Collected data:

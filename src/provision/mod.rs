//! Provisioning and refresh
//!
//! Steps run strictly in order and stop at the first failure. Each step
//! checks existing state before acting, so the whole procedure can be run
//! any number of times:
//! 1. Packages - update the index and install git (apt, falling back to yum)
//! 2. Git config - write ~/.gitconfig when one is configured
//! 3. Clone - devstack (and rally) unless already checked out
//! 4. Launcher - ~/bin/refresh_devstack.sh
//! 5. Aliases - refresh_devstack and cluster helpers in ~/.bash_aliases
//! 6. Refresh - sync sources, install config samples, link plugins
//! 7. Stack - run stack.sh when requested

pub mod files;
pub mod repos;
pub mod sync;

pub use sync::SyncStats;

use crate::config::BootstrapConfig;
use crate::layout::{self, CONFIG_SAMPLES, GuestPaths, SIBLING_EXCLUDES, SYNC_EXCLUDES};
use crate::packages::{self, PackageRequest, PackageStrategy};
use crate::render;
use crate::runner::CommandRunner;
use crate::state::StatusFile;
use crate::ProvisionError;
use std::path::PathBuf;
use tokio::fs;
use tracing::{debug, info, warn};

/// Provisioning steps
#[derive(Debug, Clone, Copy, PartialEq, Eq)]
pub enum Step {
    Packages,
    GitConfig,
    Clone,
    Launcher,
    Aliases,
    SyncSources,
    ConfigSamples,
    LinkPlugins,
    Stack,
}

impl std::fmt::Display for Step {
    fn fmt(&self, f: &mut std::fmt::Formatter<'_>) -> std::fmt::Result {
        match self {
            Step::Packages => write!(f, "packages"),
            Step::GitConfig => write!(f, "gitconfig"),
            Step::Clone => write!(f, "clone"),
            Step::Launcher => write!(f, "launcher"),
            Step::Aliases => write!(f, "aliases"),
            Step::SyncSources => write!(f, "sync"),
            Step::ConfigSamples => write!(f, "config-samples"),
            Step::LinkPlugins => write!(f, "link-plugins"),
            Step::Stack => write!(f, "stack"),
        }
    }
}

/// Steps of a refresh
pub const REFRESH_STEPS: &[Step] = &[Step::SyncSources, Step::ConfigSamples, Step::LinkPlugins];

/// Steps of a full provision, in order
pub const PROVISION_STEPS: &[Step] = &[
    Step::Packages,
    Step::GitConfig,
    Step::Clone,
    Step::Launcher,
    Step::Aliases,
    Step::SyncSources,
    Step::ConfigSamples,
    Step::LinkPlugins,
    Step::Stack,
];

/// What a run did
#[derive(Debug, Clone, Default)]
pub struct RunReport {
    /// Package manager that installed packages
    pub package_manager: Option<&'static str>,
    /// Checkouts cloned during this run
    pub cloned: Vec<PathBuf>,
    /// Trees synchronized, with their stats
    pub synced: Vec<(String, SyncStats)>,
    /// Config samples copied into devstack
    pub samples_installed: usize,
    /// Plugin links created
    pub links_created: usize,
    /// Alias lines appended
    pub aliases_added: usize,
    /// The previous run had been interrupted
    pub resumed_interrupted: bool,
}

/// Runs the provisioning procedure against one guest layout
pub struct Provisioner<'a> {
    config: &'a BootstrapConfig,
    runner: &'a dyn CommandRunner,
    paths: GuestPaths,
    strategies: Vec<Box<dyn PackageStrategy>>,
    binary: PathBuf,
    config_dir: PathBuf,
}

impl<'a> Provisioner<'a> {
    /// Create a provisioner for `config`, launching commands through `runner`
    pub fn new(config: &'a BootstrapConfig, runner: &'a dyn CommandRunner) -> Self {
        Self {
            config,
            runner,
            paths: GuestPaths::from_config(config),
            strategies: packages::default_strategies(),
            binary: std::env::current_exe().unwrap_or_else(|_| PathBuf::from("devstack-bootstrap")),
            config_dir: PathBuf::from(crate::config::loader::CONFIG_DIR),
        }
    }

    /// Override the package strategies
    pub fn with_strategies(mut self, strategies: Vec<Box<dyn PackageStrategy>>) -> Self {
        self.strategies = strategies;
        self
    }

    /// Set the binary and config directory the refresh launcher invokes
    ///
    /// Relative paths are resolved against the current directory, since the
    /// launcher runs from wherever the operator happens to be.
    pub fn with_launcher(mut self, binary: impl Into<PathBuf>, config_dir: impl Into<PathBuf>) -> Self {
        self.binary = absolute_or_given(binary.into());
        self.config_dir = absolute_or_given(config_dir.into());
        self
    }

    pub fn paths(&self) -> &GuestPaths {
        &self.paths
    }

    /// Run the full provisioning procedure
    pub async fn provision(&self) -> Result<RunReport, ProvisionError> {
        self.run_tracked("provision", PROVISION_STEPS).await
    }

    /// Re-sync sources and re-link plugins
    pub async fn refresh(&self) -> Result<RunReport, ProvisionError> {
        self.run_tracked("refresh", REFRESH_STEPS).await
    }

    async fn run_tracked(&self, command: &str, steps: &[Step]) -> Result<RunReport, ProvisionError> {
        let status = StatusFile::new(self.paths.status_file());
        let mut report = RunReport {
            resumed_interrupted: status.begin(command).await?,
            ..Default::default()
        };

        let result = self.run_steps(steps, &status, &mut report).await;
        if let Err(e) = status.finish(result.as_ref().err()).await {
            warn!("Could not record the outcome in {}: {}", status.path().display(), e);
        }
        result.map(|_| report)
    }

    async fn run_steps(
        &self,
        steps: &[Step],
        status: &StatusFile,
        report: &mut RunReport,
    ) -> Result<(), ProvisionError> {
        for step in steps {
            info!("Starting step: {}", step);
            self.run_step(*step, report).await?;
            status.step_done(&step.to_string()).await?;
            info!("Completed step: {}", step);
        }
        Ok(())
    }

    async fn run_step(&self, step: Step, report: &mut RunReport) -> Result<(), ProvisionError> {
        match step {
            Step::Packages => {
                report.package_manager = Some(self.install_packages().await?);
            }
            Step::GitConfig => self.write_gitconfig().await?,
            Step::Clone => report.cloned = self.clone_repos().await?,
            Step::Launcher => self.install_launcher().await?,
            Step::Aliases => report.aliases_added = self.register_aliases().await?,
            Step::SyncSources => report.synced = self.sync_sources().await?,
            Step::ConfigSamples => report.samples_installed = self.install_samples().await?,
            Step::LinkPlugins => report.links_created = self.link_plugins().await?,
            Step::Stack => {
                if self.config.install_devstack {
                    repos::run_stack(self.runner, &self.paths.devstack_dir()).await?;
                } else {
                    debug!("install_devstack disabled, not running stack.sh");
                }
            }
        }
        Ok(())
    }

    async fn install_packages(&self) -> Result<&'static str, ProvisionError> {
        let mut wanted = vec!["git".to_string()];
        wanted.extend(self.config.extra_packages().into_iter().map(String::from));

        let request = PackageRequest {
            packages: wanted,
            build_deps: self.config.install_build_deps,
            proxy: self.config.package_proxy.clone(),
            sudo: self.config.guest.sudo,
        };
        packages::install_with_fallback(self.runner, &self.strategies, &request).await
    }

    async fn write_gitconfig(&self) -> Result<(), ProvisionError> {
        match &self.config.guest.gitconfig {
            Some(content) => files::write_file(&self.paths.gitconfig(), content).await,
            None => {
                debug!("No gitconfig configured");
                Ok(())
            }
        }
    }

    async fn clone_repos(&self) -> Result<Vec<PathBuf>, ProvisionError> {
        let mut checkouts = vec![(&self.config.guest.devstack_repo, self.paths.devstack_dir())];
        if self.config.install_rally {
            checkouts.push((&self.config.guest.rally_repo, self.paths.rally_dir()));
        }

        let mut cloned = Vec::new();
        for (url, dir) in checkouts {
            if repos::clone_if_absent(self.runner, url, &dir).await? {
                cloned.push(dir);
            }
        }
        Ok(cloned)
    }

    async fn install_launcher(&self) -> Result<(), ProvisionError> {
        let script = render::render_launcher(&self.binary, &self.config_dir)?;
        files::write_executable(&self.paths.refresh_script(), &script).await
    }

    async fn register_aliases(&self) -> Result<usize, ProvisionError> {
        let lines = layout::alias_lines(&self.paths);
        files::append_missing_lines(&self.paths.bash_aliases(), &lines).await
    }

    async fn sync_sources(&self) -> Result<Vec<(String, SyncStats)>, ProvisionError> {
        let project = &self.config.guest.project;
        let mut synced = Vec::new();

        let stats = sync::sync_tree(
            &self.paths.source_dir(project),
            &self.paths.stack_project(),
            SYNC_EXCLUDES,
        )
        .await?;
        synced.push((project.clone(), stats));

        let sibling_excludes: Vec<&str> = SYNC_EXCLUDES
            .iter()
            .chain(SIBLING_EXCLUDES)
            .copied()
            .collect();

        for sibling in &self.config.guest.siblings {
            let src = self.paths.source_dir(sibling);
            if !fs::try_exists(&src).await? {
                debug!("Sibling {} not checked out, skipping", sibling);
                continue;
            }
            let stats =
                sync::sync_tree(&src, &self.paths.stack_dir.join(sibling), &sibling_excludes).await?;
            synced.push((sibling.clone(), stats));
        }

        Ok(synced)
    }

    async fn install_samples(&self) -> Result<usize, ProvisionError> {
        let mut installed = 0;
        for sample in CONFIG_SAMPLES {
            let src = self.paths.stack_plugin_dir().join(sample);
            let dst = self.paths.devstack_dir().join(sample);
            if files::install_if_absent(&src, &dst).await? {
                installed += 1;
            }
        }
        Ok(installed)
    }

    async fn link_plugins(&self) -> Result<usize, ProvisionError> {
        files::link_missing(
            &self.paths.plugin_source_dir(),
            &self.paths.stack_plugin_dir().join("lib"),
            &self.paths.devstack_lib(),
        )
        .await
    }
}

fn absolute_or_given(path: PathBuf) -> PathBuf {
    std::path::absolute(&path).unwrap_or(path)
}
...
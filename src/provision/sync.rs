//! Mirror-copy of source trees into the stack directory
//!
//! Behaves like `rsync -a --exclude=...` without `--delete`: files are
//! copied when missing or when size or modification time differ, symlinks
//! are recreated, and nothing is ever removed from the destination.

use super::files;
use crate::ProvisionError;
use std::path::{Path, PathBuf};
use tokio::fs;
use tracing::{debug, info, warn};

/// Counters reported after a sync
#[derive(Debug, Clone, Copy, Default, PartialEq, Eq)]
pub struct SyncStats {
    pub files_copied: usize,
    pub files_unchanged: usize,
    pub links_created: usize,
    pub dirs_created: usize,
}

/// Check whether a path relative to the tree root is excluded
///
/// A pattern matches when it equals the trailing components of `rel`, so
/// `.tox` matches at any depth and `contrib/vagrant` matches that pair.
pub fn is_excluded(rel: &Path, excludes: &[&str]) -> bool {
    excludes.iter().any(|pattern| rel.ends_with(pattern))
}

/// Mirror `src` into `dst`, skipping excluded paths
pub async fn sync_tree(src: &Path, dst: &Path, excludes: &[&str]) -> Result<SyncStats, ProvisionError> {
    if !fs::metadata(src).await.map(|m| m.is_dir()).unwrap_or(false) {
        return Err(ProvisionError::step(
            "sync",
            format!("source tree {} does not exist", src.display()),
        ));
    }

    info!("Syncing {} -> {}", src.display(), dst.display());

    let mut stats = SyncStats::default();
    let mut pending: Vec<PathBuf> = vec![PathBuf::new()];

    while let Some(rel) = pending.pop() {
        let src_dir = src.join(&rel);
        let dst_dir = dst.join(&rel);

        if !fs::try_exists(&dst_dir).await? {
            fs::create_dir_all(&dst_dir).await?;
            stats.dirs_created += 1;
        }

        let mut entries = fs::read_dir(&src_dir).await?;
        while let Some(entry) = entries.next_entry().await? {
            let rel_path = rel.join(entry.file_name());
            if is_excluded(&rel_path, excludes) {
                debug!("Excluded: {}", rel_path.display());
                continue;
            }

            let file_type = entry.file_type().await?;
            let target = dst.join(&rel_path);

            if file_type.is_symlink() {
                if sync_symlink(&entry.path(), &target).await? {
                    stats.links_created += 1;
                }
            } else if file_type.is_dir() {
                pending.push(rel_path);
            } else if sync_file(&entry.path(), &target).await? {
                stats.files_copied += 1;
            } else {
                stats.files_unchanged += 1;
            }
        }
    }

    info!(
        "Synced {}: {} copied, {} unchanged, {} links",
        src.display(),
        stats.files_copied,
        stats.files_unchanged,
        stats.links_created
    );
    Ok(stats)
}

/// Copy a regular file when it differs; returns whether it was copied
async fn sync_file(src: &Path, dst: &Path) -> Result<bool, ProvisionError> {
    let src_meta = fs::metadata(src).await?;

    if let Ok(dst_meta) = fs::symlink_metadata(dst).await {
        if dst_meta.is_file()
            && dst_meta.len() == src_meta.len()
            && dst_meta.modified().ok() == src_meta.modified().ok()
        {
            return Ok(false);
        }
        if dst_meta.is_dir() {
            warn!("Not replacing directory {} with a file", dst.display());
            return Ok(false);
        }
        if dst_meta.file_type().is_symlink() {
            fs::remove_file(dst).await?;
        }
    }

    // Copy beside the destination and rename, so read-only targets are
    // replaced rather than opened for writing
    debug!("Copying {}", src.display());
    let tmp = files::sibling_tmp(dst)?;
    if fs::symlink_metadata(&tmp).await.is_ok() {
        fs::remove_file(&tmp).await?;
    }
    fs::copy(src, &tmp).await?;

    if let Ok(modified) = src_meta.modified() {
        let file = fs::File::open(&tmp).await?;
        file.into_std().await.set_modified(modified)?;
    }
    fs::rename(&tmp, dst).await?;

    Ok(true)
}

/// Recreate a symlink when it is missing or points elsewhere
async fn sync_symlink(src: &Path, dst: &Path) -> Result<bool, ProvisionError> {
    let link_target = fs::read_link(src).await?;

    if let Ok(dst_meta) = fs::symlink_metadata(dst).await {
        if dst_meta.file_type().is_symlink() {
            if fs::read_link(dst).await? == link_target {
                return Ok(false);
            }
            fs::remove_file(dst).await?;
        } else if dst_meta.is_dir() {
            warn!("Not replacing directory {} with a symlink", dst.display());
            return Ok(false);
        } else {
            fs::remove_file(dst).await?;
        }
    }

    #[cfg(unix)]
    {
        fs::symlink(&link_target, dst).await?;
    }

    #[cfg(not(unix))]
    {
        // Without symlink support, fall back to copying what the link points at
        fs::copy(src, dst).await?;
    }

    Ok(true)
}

§ **Exercise**: Start with the line above that contains "let mut entries" and end with the line that contains "stats.files_unchanged += 1;". Write out those lines exactly, and only those.

§ **Response**:
        let mut entries = fs::read_dir(&src_dir).await?;
        while let Some(entry) = entries.next_entry().await? {
            let rel_path = rel.join(entry.file_name());
            if is_excluded(&rel_path, excludes) {
                debug!("Excluded: {}", rel_path.display());
                continue;
            }

            let file_type = entry.file_type().await?;
            let target = dst.join(&rel_path);

            if file_type.is_symlink() {
                if sync_symlink(&entry.path(), &target).await? {
                    stats.links_created += 1;
                }
            } else if file_type.is_dir() {
                pending.push(rel_path);
            } else if sync_file(&entry.path(), &target).await? {
                stats.files_copied += 1;
            } else {
                stats.files_unchanged += 1;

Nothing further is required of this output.